**AVAILABLE RECORDS**
· · · · · · ·

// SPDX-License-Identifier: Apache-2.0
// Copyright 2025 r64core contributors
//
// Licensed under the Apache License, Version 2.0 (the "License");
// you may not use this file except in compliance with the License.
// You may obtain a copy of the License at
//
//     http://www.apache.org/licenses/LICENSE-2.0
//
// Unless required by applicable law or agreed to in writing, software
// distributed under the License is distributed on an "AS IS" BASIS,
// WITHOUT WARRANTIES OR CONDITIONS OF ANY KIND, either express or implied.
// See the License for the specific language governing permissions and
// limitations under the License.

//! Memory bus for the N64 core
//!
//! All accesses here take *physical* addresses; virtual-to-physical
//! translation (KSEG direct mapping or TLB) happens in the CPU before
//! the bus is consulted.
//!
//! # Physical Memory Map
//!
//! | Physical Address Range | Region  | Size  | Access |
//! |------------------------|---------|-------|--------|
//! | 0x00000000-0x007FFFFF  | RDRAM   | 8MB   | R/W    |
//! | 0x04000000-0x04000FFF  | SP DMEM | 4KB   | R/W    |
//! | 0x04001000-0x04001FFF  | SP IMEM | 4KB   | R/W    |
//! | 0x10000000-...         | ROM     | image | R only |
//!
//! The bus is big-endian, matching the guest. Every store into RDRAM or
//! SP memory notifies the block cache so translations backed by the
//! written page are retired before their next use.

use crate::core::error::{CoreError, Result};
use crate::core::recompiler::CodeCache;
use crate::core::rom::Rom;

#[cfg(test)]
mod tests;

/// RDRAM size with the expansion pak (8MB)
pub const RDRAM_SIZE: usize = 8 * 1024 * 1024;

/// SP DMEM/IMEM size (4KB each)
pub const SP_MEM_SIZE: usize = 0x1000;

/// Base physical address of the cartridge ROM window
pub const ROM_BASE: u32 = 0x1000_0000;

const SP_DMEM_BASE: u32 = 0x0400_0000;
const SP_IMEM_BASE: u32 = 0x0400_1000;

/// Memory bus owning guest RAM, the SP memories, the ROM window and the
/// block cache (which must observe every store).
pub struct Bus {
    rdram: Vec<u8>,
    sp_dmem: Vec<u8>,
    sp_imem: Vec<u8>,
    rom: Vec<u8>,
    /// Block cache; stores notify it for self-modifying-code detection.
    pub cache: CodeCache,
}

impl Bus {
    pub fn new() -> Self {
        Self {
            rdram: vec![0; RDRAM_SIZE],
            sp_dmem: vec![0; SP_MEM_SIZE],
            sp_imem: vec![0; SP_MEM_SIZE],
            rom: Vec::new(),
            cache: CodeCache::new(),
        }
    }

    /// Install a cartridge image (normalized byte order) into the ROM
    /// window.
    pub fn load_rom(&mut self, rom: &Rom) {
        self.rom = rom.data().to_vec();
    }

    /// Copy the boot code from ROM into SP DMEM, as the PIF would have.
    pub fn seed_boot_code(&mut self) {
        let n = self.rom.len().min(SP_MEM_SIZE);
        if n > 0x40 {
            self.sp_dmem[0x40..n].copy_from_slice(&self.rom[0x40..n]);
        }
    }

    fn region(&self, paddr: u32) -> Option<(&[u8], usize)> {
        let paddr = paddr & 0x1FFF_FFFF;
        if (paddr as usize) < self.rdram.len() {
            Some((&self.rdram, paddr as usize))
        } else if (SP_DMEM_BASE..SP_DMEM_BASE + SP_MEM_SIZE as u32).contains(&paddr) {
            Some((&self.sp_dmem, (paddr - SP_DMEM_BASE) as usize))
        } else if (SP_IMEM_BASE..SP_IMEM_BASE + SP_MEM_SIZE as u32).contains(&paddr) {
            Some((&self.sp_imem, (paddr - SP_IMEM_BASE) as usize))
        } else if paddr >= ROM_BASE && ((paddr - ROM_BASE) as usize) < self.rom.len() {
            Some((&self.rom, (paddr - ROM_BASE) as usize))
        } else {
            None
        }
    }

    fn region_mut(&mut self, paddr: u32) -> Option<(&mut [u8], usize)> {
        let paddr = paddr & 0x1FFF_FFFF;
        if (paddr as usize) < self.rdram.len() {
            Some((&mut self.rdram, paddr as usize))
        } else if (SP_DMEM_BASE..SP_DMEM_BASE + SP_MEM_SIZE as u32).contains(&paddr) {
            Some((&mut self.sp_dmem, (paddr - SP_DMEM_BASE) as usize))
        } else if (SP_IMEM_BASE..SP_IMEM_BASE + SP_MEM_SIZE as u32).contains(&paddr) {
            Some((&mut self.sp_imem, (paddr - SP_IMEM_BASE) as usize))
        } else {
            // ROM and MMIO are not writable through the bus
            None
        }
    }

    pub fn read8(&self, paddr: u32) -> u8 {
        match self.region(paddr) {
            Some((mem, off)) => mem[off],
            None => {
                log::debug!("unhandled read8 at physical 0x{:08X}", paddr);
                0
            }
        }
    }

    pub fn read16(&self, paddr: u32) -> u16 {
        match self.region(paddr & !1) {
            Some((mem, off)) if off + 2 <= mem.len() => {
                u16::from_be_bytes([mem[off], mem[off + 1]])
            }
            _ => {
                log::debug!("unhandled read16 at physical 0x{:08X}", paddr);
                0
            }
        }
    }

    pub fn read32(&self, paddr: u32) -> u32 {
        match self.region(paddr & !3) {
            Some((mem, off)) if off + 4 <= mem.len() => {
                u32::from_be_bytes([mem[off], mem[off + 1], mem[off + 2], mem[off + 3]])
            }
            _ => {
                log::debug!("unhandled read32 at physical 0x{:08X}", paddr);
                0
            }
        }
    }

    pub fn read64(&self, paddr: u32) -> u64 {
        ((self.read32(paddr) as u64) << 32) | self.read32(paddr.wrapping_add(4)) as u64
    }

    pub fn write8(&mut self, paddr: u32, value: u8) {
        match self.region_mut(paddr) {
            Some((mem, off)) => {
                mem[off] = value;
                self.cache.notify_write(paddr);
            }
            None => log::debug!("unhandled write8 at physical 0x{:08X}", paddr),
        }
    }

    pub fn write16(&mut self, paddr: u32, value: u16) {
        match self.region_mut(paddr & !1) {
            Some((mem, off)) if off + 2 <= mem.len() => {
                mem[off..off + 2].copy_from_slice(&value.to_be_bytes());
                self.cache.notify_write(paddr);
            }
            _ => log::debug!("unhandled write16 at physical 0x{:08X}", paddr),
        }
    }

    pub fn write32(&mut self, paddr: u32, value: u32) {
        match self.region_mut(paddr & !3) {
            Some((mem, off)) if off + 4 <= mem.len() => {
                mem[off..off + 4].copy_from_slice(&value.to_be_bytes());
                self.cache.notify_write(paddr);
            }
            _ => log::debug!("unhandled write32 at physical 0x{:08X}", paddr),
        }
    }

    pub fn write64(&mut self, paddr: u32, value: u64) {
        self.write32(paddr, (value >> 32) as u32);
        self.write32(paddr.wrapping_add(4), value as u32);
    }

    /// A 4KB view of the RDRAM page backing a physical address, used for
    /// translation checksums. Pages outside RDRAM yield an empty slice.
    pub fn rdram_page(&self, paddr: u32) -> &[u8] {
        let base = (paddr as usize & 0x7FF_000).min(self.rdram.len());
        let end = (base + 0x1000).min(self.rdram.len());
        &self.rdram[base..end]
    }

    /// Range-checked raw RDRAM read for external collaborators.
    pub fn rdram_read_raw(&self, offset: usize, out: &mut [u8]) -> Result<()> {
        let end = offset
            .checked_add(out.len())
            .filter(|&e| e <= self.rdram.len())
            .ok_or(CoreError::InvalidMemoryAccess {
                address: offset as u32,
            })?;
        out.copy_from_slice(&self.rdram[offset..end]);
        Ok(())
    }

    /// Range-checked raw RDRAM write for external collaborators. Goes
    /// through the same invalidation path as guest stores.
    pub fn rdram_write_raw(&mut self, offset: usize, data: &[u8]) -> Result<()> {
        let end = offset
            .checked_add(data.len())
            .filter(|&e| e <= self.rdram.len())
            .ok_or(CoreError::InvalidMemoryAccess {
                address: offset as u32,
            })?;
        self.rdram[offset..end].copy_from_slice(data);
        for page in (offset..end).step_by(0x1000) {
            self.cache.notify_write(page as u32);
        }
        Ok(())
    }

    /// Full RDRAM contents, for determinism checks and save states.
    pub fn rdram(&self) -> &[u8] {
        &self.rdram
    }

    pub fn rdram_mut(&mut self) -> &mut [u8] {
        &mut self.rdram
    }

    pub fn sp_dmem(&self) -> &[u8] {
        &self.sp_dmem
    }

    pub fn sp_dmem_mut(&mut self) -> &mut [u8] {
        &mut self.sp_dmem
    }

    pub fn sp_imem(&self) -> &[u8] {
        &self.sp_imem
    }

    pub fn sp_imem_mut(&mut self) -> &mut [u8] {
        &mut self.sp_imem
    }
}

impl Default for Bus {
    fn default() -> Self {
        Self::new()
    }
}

· · · · · · ·

Your reply should hold every line from the data that contains "collaborators", copied in full.

    /// Range-checked raw RDRAM read for external collaborators.
    /// Range-checked raw RDRAM write for external collaborators. Goes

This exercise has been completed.